Say you have an IV that can be k different categorical values, and you are trying to do logistic regression. To avoid multicollinearity, you dummy encode the IV into k-1 variables, with one of the categories being the reference group. represented by zeros in all k-1 columns. For all other categories, the corresponding beta value will be representative of the feature importance, but how do you determine the feature importance for the reference group? Also, how would you do this if Lasso regularization is used, and several betas were dropped?
1 Answer
The statement:
For all other categories, the corresponding beta value will be representative of the feature importance
isn't quite right. With dummy coding, the intercept term represents the outcome (log-odds in logistic regression; principle holds for all regression models) when the categorical predictor is at its reference level. The category-specific coefficients represent the differences of associations of the other category levels with outcome from that of the reference category. You can use the intercept and the category-specific coefficients to estimate the log-odds associated with each category.

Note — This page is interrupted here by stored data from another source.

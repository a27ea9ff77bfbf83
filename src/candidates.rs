//! Candidate code extraction strategies.

use crate::context;
use crate::patterns::{ALPHANUMERIC, BRACKETED, DIGIT_RUN, SPLIT_DIGITS, VENDOR_CODE};
use regex::Regex;

/// Minimum digits a bracketed token must keep to count as a code.
const MIN_BRACKET_DIGITS: usize = 4;

/// The generic code shapes, in the order they are tried.
#[derive(Debug, Clone, Copy, PartialEq, Eq)]
pub(crate) enum CodeFamily {
    /// `123456`
    DigitRun,
    /// `123-456`, `123 4567`
    SplitDigits,
    /// `a1b2c3`
    Alphanumeric,
}

impl CodeFamily {
    pub(crate) const ALL: [CodeFamily; 3] = [
        CodeFamily::DigitRun,
        CodeFamily::SplitDigits,
        CodeFamily::Alphanumeric,
    ];

    fn regex(self) -> &'static Regex {
        match self {
            CodeFamily::DigitRun => &*DIGIT_RUN,
            CodeFamily::SplitDigits => &*SPLIT_DIGITS,
            CodeFamily::Alphanumeric => &*ALPHANUMERIC,
        }
    }

    fn accepts(self, candidate: &str) -> bool {
        match self {
            CodeFamily::Alphanumeric => candidate.chars().any(|c| c.is_ascii_digit()),
            CodeFamily::DigitRun | CodeFamily::SplitDigits => true,
        }
    }

    fn normalize(self, candidate: &str) -> String {
        match self {
            CodeFamily::SplitDigits => candidate.replace(['-', ' '], ""),
            CodeFamily::DigitRun | CodeFamily::Alphanumeric => candidate.to_string(),
        }
    }

    /// Returns the first match of this family that passes the context checks.
    fn find(self, message: &str) -> Option<String> {
        self.regex()
            .captures_iter(message)
            .filter_map(|caps| caps.get(1))
            .map(|m| m.as_str())
            .filter(|candidate| self.accepts(candidate))
            .filter(|candidate| context::is_valid_in_context(message, candidate))
            .map(|candidate| self.normalize(candidate))
            .find(|code| !code.is_empty())
    }
}

/// Returns a vendor-prefixed code (`G-XXXXX`), prefix included. `text` is the original,
/// case-preserved message.
pub(crate) fn vendor_code(text: &str) -> Option<&str> {
    VENDOR_CODE
        .captures(text)
        .and_then(|caps| caps.get(1))
        .map(|m| m.as_str())
}

/// Tries each [`CodeFamily`] in order over the lower-cased message.
pub(crate) fn standard_code(message: &str) -> Option<String> {
    CodeFamily::ALL
        .iter()
        .find_map(|family| family.find(message))
}

/// Returns the digits of the first full-width bracketed token holding at least four.
pub(crate) fn bracket_code(message: &str) -> Option<String> {
    BRACKETED
        .captures_iter(message)
        .filter_map(|caps| caps.get(1))
        .map(|inner| {
            inner
                .as_str()
                .chars()
                .filter(char::is_ascii_digit)
                .collect::<String>()
        })
        .find(|digits| digits.len() >= MIN_BRACKET_DIGITS)
}

#[cfg(test)]
mod tests {
    use super::*;

    #[test]
    fn test_vendor_code_keeps_prefix() {
        assert_eq!(vendor_code("G-A1B2C is your code."), Some("G-A1B2C"));
        assert_eq!(vendor_code("g-a1b2c is your code."), None);
    }

    #[test]
    fn test_digit_run() {
        assert_eq!(standard_code("your code is 482913.").as_deref(), Some("482913"));
    }

    #[test]
    fn test_scans_past_rejected_matches() {
        assert_eq!(
            standard_code("you paid $2500. your code is 7731").as_deref(),
            Some("7731")
        );
    }

    #[test]
    fn test_split_digits_normalized() {
        assert_eq!(standard_code("whatsapp code 105-876").as_deref(), Some("105876"));
        assert_eq!(standard_code("code 123 456 ok").as_deref(), Some("123456"));
    }

    #[test]
    fn test_alphanumeric_requires_digit() {
        assert_eq!(standard_code("your code is a1b2c3").as_deref(), Some("a1b2c3"));
        assert_eq!(standard_code("hello world again"), None);
    }

    #[test]
    fn test_family_order() {
        // A digit run wins over an earlier alphanumeric token
        assert_eq!(standard_code("ref x9y8 code 5521").as_deref(), Some("5521"));
    }

    #[test]
    fn test_time_suffix_rejected() {
        assert_eq!(standard_code("see you at 9am"), None);
        assert_eq!(standard_code("meet at 1030am tomorrow"), None);
    }

    #[test]
    fn test_non_ascii_digits_are_not_codes() {
        assert_eq!(standard_code("your code is １２３ ４５６ thanks"), None);
        assert_eq!(standard_code("رمز التحقق ١٢٣-٤٥٦ شكرا"), None);
        assert_eq!(standard_code("code １２３４５６"), None);
        assert_eq!(
            standard_code("code １２３ ４５６, backup 778899").as_deref(),
            Some("778899")
        );
    }

    #[test]
    fn test_bracket_code() {
        assert_eq!(bracket_code("【验证码8848】请查收").as_deref(), Some("8848"));
        assert_eq!(bracket_code("【淘宝网】验证码"), None);
        assert_eq!(bracket_code("【12】 then 【5566】").as_deref(), Some("5566"));
    }
}
//! Example: The keyword-gated parser and language bundles.
//!
//! # Usage
//!
//! ```bash
//! cargo run --example keyword_engine
//! ```

use otp_extract::{KeywordOtpParser, KeywordSet, LanguageBundle, OtpParser};

const MESSAGES: &[&str] = &[
    "Your verification code is 482913.",
    "Ihr Bestätigungscode lautet 551203",
    "Ваш код: 7731",
    "【淘宝网】验证码 907311，请勿泄露",
    "Order 771332 has shipped",
];

fn main() -> otp_extract::Result<()> {
    let parser = KeywordOtpParser::new();
    println!(
        "{} keywords, {} patterns",
        parser.keyword_set().keywords().len(),
        parser.keyword_set().patterns().len()
    );

    for message in MESSAGES {
        println!("{message}\n  => {:?}", parser.parse(message));
    }

    // A bundle for a language that is not shipped
    let bundle = LanguageBundle::from_json(
        br#"{ "keywords": ["kode"], "patterns": ["kode\\s+(\\d{4,8})"] }"#,
    )?;
    let mut keywords = KeywordSet::default();
    keywords.add_bundle(&bundle);

    let indonesian = KeywordOtpParser::with_keywords(keywords).known_services(["gojek"]);
    println!("{:?}", indonesian.parse("Kode 6620 untuk login Gojek"));

    Ok(())
}
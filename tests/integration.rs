//! Integration tests for otp-extract.
//!
//! The live tests fetch the published remote configuration. They are compiled only with the
//! `integration-tests` feature and are ignored by default.
//! To run them:
//!
//! ```bash
//! # Optional: point at another configuration document
//! export OTP_EXTRACT_CONFIG_URL="https://example.com/config.json"
//!
//! # Run with the integration-tests feature
//! cargo test --features integration-tests -- --ignored
//! ```

use otp_extract::{
    KeywordOtpParser, MessageTracker, OtpParser, ParsedOtp, PatternOtpParser, RawMessage,
};

#[cfg(feature = "integration-tests")]
mod live {
    use otp_extract::{
        ConfigHandle, ConfigOrigin, ConfigRefresher, OtpParser, ParsedOtp, PatternOtpParser,
        RefreshConfig, DEFAULT_CONFIG_URL,
    };
    use std::env;
    use std::time::Duration;

    // ─────────────────────────────────────────────────────────────────────────────
    // Test Configuration Helpers
    // ─────────────────────────────────────────────────────────────────────────────

    fn get_test_url() -> String {
        dotenvy::dotenv().ok();
        env::var("OTP_EXTRACT_CONFIG_URL").unwrap_or_else(|_| DEFAULT_CONFIG_URL.to_string())
    }

    fn get_test_settings(dir: &tempfile::TempDir) -> RefreshConfig {
        RefreshConfig::builder()
            .remote_url(get_test_url())
            .cache_path(dir.path().join("config.json"))
            .request_timeout(Duration::from_secs(20))
            .build()
            .expect("Valid refresh settings")
    }

    // ─────────────────────────────────────────────────────────────────────────────
    // Live Configuration Tests
    // ─────────────────────────────────────────────────────────────────────────────

    #[tokio::test]
    #[ignore = "requires network access"]
    async fn test_fetch_published_config() {
        let dir = tempfile::tempdir().unwrap();
        let refresher = ConfigRefresher::new(get_test_settings(&dir), ConfigHandle::default());

        refresher.refresh().await.expect("Failed to refresh");

        let snapshot = refresher.handle().load();
        assert!(!snapshot.service_rules().is_empty());
        assert!(!snapshot.known_services().is_empty());
        assert!(dir.path().join("config.json").exists());
    }

    #[tokio::test]
    #[ignore = "requires network access"]
    async fn test_published_config_parses_corpus() {
        let dir = tempfile::tempdir().unwrap();
        let refresher = ConfigRefresher::new(get_test_settings(&dir), ConfigHandle::default());
        refresher.refresh().await.expect("Failed to refresh");

        let parser = PatternOtpParser::with_handle(refresher.handle().clone());
        assert_eq!(
            parser.parse("Your Lyft code is 744444"),
            Some(ParsedOtp::new(Some("lyft"), "744444"))
        );
        assert_eq!(
            parser.parse("Telegram code 65847").map(|otp| otp.code).as_deref(),
            Some("65847")
        );
    }

    #[tokio::test]
    #[ignore = "requires network access"]
    async fn test_restart_uses_cache() {
        let dir = tempfile::tempdir().unwrap();

        let refresher = ConfigRefresher::new(get_test_settings(&dir), ConfigHandle::default());
        refresher.refresh().await.expect("Failed to refresh");

        let restarted = ConfigRefresher::new(get_test_settings(&dir), ConfigHandle::default());
        assert_eq!(restarted.load_initial().await, ConfigOrigin::Cache);
    }
}

// ─────────────────────────────────────────────────────────────────────────────
// Message Pipeline Tests
// ─────────────────────────────────────────────────────────────────────────────

#[test]
fn test_email_pipeline() {
    let raw = b"From: Proton <no-reply@proton.test>\r\n\
                Date: Wed, 2 Jul 2025 08:30:00 +0000\r\n\
                Subject: Verify\r\n\r\n\
                Your Proton verification code is: 861880";
    let message = RawMessage::from_rfc822("uid-1", raw).unwrap();

    let parser = PatternOtpParser::new();
    let mut tracker = MessageTracker::new();

    let found = tracker.extract_otps(&parser, vec![message.clone()]);
    assert_eq!(found.len(), 1);
    assert_eq!(found[0].1, ParsedOtp::new(Some("proton"), "861880"));

    // Seen once, never again
    assert!(tracker.extract_otps(&parser, vec![message]).is_empty());
}

#[test]
fn test_chat_pipeline_skips_noise() {
    let batch = vec![
        RawMessage::new("1", "Your card was charged $12.00").with_sender("+15550100"),
        RawMessage::new("2", "ok").with_sender("+15550101"),
        RawMessage::new("3", "My code is 123456").with_outgoing(true),
        RawMessage::new("4", "Snapchat code: 481489. Do not share it or use it elsewhere!")
            .with_sender("+15550102")
            .with_group_label("Snapchat"),
    ];

    let parsers: Vec<Box<dyn OtpParser>> = vec![
        Box::new(PatternOtpParser::new()),
        Box::new(KeywordOtpParser::new()),
    ];
    for parser in &parsers {
        let mut tracker = MessageTracker::new();
        let found = tracker.extract_otps(parser.as_ref(), batch.clone());

        assert_eq!(found.len(), 1, "{}", parser.name());
        assert_eq!(found[0].0.id(), "4");
        assert_eq!(found[0].0.group_label(), Some("Snapchat"));
        assert_eq!(found[0].1.code, "481489");
    }
}
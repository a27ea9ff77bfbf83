//! Example: Using tracing for observability.
//!
//! Every parse emits a span and the refresher logs each load, fetch and swap.
//!
//! # Usage
//!
//! ```bash
//! # Set log level (trace, debug, info, warn, error)
//! export RUST_LOG=otp_extract=debug
//!
//! cargo run --example with_tracing
//! ```

use otp_extract::{
    ConfigHandle, ConfigRefresher, KeywordOtpParser, MessageTracker, OtpParser,
    PatternOtpParser, RawMessage, RefreshConfig,
};
use std::env;
use std::time::Duration;
use tracing_subscriber::fmt::format::FmtSpan;
use tracing_subscriber::EnvFilter;

#[tokio::main]
async fn main() -> otp_extract::Result<()> {
    // Initialize tracing subscriber with environment filter
    // Use RUST_LOG environment variable to control log levels
    // Example: RUST_LOG=otp_extract=trace
    tracing_subscriber::fmt()
        .with_env_filter(
            EnvFilter::try_from_default_env().unwrap_or_else(|_| EnvFilter::new("otp_extract=debug")),
        )
        .with_span_events(FmtSpan::ENTER | FmtSpan::EXIT)
        .with_target(true)
        .with_thread_ids(false)
        .with_file(false)
        .with_line_number(false)
        .init();

    let cache_path = env::temp_dir().join("otp-extract-demo").join("config.json");
    let settings = RefreshConfig::builder()
        .cache_path(&cache_path)
        .request_timeout(Duration::from_secs(10))
        .build()?;

    let handle = ConfigHandle::default();
    let refresher = ConfigRefresher::new(settings, handle.clone());

    // Emits ConfigRefresher::load_initial
    let origin = refresher.load_initial().await;
    tracing::info!(?origin, "Initial configuration installed");

    // Emits ConfigRefresher::refresh; failures leave the bundled configuration in place
    if let Err(e) = refresher.refresh().await {
        tracing::warn!(error = %e, category = %e.category(), "Refresh failed");
    }

    let parsers: Vec<Box<dyn OtpParser>> = vec![
        Box::new(PatternOtpParser::with_handle(handle)),
        Box::new(KeywordOtpParser::new()),
    ];

    let batch = vec![
        RawMessage::new("1", "Your Lyft code is 744444"),
        RawMessage::new("2", "Paid $4.50 at Blue Bottle"),
        RawMessage::new("3", "WhatsApp code 507-240"),
    ];

    for parser in &parsers {
        let mut tracker = MessageTracker::new();
        for (message, otp) in tracker.extract_otps(parser.as_ref(), batch.clone()) {
            tracing::info!(parser = parser.name(), id = message.id(), otp = %otp, "Found code");
        }
    }

    tracing::info!("Example completed successfully");

    Ok(())
}
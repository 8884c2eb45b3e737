/// Authentication Routes
///
/// Account registration, login and logout. Sessions live entirely in the
/// `access` / `refresh` cookies; nothing here touches a session table.

use actix_web::{web, HttpResponse};
use chrono::Utc;
use serde::Deserialize;
use sqlx::PgPool;
use uuid::Uuid;

use crate::audit::{AuditLog, AuditStatus};
use crate::auth::Authenticator;
use crate::error::{is_unique_violation, AppError, AuthError, ValidationError};
use crate::models::UserAccount;
use crate::validators::{is_valid_email, is_valid_name, validate_password};

const USER_COLUMNS: &str =
    "id, email, first_name, last_name, password_hash, salt, created_at, updated_at";

#[derive(Deserialize)]
#[serde(rename_all = "camelCase")]
pub struct RegisterRequest {
    pub email: String,
    pub first_name: String,
    pub last_name: Option<String>,
    pub password: String,
}

/// Both fields are optional at the JSON level so a missing one reads as a
/// validation error rather than a malformed body
#[derive(Deserialize)]
pub struct LoginRequest {
    pub email: Option<String>,
    pub password: Option<String>,
}

/// POST /register
///
/// Creates an account and returns its public profile. Does not sign the user in.
///
/// # Errors
/// - 400: invalid email, name or empty password
/// - 409: email already registered
pub async fn register(
    form: web::Json<RegisterRequest>,
    pool: web::Data<PgPool>,
    auth: web::Data<Authenticator>,
) -> Result<HttpResponse, AppError> {
    let email = is_valid_email(&form.email)?;
    let first_name = is_valid_name("firstName", &form.first_name)?;
    let last_name = form
        .last_name
        .as_deref()
        .filter(|name| !name.trim().is_empty())
        .map(|name| is_valid_name("lastName", name))
        .transpose()?;
    validate_password(&form.password)?;

    let credential = auth.create_credential(&email, &form.password).await?;

    let now = Utc::now();
    let account = sqlx::query_as::<_, UserAccount>(&format!(
        r#"
        INSERT INTO users (id, email, first_name, last_name, password_hash, salt, created_at, updated_at)
        VALUES ($1, $2, $3, $4, $5, $6, $7, $7)
        RETURNING {}
        "#,
        USER_COLUMNS
    ))
    .bind(Uuid::new_v4())
    .bind(&email)
    .bind(&first_name)
    .bind(&last_name)
    .bind(&credential.password_hash)
    .bind(&credential.salt)
    .bind(now)
    .fetch_one(pool.get_ref())
    .await
    .map_err(|e| {
        if is_unique_violation(&e) {
            AuditLog::new("REGISTER", "user", AuditStatus::Failure, "Email already registered")
                .with_user(&email)
                .record();
            AppError::Auth(AuthError::DuplicateIdentity)
        } else {
            AppError::from(e)
        }
    })?;

    AuditLog::new("REGISTER", "user", AuditStatus::Success, "Account created")
        .with_user(&account.email)
        .with_resource_id(account.id.to_string())
        .record();

    Ok(HttpResponse::Created().json(account.profile()))
}

/// POST /login
///
/// Verifies the password and sets both session cookies.
///
/// # Errors
/// - 400: email or password missing
/// - 401: `Account not found.` / `Invalid password.`
pub async fn login(
    form: web::Json<LoginRequest>,
    pool: web::Data<PgPool>,
    auth: web::Data<Authenticator>,
) -> Result<HttpResponse, AppError> {
    let email = form
        .email
        .as_deref()
        .filter(|v| !v.trim().is_empty())
        .ok_or(ValidationError::EmptyField("email"))?;
    let password = form
        .password
        .as_deref()
        .filter(|v| !v.is_empty())
        .ok_or(ValidationError::EmptyField("password"))?;
    let email = is_valid_email(email)?;

    let account = sqlx::query_as::<_, UserAccount>(&format!(
        "SELECT {} FROM users WHERE email = $1",
        USER_COLUMNS
    ))
    .bind(&email)
    .fetch_optional(pool.get_ref())
    .await?;

    let session = auth.login(&email, password, account).await?;

    let mut response = HttpResponse::Ok();
    session.cookies.apply(&mut response);
    Ok(response.json(session.profile))
}

/// POST /logout
///
/// Always succeeds, signed in or not.
pub async fn logout(auth: web::Data<Authenticator>) -> HttpResponse {
    let cleared = auth.logout();

    let mut response = HttpResponse::Ok();
    cleared.apply(&mut response);
    response.json(serde_json::json!({ "success": true }))
}
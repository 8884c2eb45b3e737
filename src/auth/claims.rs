/// Session token claims
///
/// Payload carried by both access and refresh tokens. The `user` object is the
/// only identity information embedded; password hash and salt never appear here.

use serde::{Deserialize, Serialize};
use uuid::Uuid;

/// Minimal identity embedded in every session token
#[derive(Debug, Serialize, Deserialize, Clone, PartialEq, Eq)]
#[serde(rename_all = "camelCase")]
pub struct SessionUser {
    pub email: String,
    pub first_name: String,
}

impl SessionUser {
    pub fn new(email: impl Into<String>, first_name: impl Into<String>) -> Self {
        Self {
            email: email.into(),
            first_name: first_name.into(),
        }
    }
}

/// Which class of token a JWT is; the two are never interchangeable
#[derive(Debug, Serialize, Deserialize, Clone, Copy, PartialEq, Eq)]
#[serde(rename_all = "lowercase")]
pub enum TokenKind {
    Access,
    Refresh,
}

impl TokenKind {
    pub fn as_str(&self) -> &'static str {
        match self {
            TokenKind::Access => "access",
            TokenKind::Refresh => "refresh",
        }
    }
}

/// JWT claims for session tokens
#[derive(Debug, Serialize, Deserialize, Clone)]
pub struct Claims {
    pub user: SessionUser,
    pub kind: TokenKind,
    /// Issued at (Unix timestamp)
    pub iat: i64,
    /// Expiration time (Unix timestamp)
    pub exp: i64,
    pub iss: String,
    /// Unique per issuance so two tokens minted in the same second differ
    pub jti: String,
}

impl Claims {
    pub fn new(
        user: SessionUser,
        kind: TokenKind,
        issued_at: i64,
        ttl_seconds: i64,
        issuer: String,
    ) -> Self {
        Self {
            user,
            kind,
            iat: issued_at,
            exp: issued_at + ttl_seconds,
            iss: issuer,
            jti: Uuid::new_v4().to_string(),
        }
    }

    /// Expired once `now` reaches `exp`; valid at every instant strictly before it
    pub fn is_expired_at(&self, now: i64) -> bool {
        now >= self.exp
    }

    pub fn seconds_remaining_at(&self, now: i64) -> i64 {
        self.exp - now
    }
}
use actix_web::{web, HttpResponse};
use chrono::Utc;
use sqlx::PgPool;
use uuid::Uuid;

use super::{deleted, record_not_found};
use crate::audit::{AuditLog, AuditStatus};
use crate::auth::SessionUser;
use crate::error::AppError;
use crate::models::{NewWarehouse, Warehouse};
use crate::validators::{is_valid_address, is_valid_name};

const WAREHOUSE_COLUMNS: &str = "id, name, address, created_at, updated_at";

/// POST /warehouse
pub async fn create_warehouse(
    form: web::Json<NewWarehouse>,
    pool: web::Data<PgPool>,
    user: web::ReqData<SessionUser>,
) -> Result<HttpResponse, AppError> {
    let name = is_valid_name("name", &form.name)?;
    let address = is_valid_address(&form.address)?;

    let warehouse = sqlx::query_as::<_, Warehouse>(&format!(
        r#"
        INSERT INTO warehouses (id, name, address, created_at, updated_at)
        VALUES ($1, $2, $3, $4, $4)
        RETURNING {}
        "#,
        WAREHOUSE_COLUMNS
    ))
    .bind(Uuid::new_v4())
    .bind(&name)
    .bind(&address)
    .bind(Utc::now())
    .fetch_one(pool.get_ref())
    .await?;

    AuditLog::new("CREATE", "warehouse", AuditStatus::Success, "Warehouse created")
        .with_user(&user.email)
        .with_resource_id(warehouse.id.to_string())
        .record();

    Ok(HttpResponse::Created().json(warehouse))
}

/// GET /warehouse/{id}
pub async fn get_warehouse(
    id: web::Path<Uuid>,
    pool: web::Data<PgPool>,
) -> Result<HttpResponse, AppError> {
    let id = id.into_inner();
    let warehouse = sqlx::query_as::<_, Warehouse>(&format!(
        "SELECT {} FROM warehouses WHERE id = $1",
        WAREHOUSE_COLUMNS
    ))
    .bind(id)
    .fetch_optional(pool.get_ref())
    .await?
    .ok_or_else(|| record_not_found(&id))?;

    Ok(HttpResponse::Ok().json(warehouse))
}

/// DELETE /warehouse/{id}
pub async fn delete_warehouse(
    id: web::Path<Uuid>,
    pool: web::Data<PgPool>,
    user: web::ReqData<SessionUser>,
) -> Result<HttpResponse, AppError> {
    let id = id.into_inner();
    let result = sqlx::query("DELETE FROM warehouses WHERE id = $1")
        .bind(id)
        .execute(pool.get_ref())
        .await?;

    if result.rows_affected() == 0 {
        return Err(record_not_found(&id));
    }

    AuditLog::new("DELETE", "warehouse", AuditStatus::Success, "Warehouse deleted")
        .with_user(&user.email)
        .with_resource_id(id.to_string())
        .record();

    Ok(HttpResponse::Ok().json(deleted()))
}
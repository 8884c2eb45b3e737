/// Inventory records
///
/// Row types read with `sqlx::FromRow` plus the request/response shapes built
/// from them. JSON uses camelCase keys, except stock adjustment bodies which
/// keep the `warehouse_id` / `product_id` / `qty` keys clients already send.

use chrono::{DateTime, Utc};
use serde::{Deserialize, Serialize};
use uuid::Uuid;

use crate::auth::{Credential, SessionUser};

/// Full user row, including credential columns
#[derive(Debug, Clone, sqlx::FromRow)]
pub struct UserAccount {
    pub id: Uuid,
    pub email: String,
    pub first_name: String,
    pub last_name: Option<String>,
    pub password_hash: String,
    pub salt: String,
    pub created_at: DateTime<Utc>,
    pub updated_at: DateTime<Utc>,
}

impl UserAccount {
    pub fn credential(&self) -> Credential {
        Credential {
            identity: self.email.clone(),
            password_hash: self.password_hash.clone(),
            salt: self.salt.clone(),
        }
    }

    pub fn session_user(&self) -> SessionUser {
        SessionUser::new(self.email.clone(), self.first_name.clone())
    }

    /// Everything except the credential columns
    pub fn profile(&self) -> PublicProfile {
        PublicProfile {
            id: self.id,
            email: self.email.clone(),
            first_name: self.first_name.clone(),
            last_name: self.last_name.clone(),
            created_at: self.created_at,
            updated_at: self.updated_at,
        }
    }
}

/// User as returned to callers; has no password hash or salt by construction
#[derive(Debug, Clone, Serialize, Deserialize, PartialEq)]
#[serde(rename_all = "camelCase")]
pub struct PublicProfile {
    pub id: Uuid,
    pub email: String,
    pub first_name: String,
    pub last_name: Option<String>,
    pub created_at: DateTime<Utc>,
    pub updated_at: DateTime<Utc>,
}

#[derive(Debug, Clone, Serialize, sqlx::FromRow)]
#[serde(rename_all = "camelCase")]
pub struct Product {
    pub id: Uuid,
    pub code: String,
    pub name: String,
    pub description: Option<String>,
    pub price: f64,
    pub created_at: DateTime<Utc>,
    pub updated_at: DateTime<Utc>,
}

#[derive(Debug, Deserialize)]
pub struct NewProduct {
    pub code: String,
    pub name: String,
    pub description: Option<String>,
    pub price: f64,
}

#[derive(Debug, Clone, Serialize, sqlx::FromRow)]
#[serde(rename_all = "camelCase")]
pub struct Warehouse {
    pub id: Uuid,
    pub name: String,
    pub address: String,
    pub created_at: DateTime<Utc>,
    pub updated_at: DateTime<Utc>,
}

#[derive(Debug, Deserialize)]
pub struct NewWarehouse {
    pub name: String,
    pub address: String,
}

/// Quantity of one product held in one warehouse
#[derive(Debug, Clone, Serialize, sqlx::FromRow)]
#[serde(rename_all = "camelCase")]
pub struct StockLevel {
    pub warehouse_id: Uuid,
    pub product_id: Uuid,
    pub qty: f64,
    pub created_at: DateTime<Utc>,
    pub updated_at: DateTime<Utc>,
}

/// Body of `/stock` and `/unstock`
#[derive(Debug, Deserialize)]
pub struct StockAdjustment {
    pub warehouse_id: Uuid,
    pub product_id: Uuid,
    pub qty: f64,
}

/// Resources reachable through `/list/{model}`
#[derive(Debug, Clone, Copy, PartialEq, Eq)]
pub enum Model {
    Product,
    Warehouse,
    Stock,
}

impl std::str::FromStr for Model {
    type Err = crate::error::ValidationError;

    /// Users are deliberately not listable
    fn from_str(model: &str) -> Result<Self, Self::Err> {
        match model.to_ascii_lowercase().as_str() {
            "product" => Ok(Model::Product),
            "warehouse" => Ok(Model::Warehouse),
            "stock" => Ok(Model::Stock),
            _ => Err(crate::error::ValidationError::UnknownModel(model.to_string())),
        }
    }
}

So your sense of the problems this poses for predictor-selection schemes like LASSO is well founded, even worse than you might suspect at first. The relative penalization among more than 2 categories can depend on the choice of reference category and on whether the dummies are centered and scaled like continuous predictors usually are. See this page for example. (That's even a problem for penalized methods that don't do predictor selection, like ridge regression.) And some would argue that the entire categorical predictor (all levels) should be included or excluded together in variable selection, as done with group LASSO.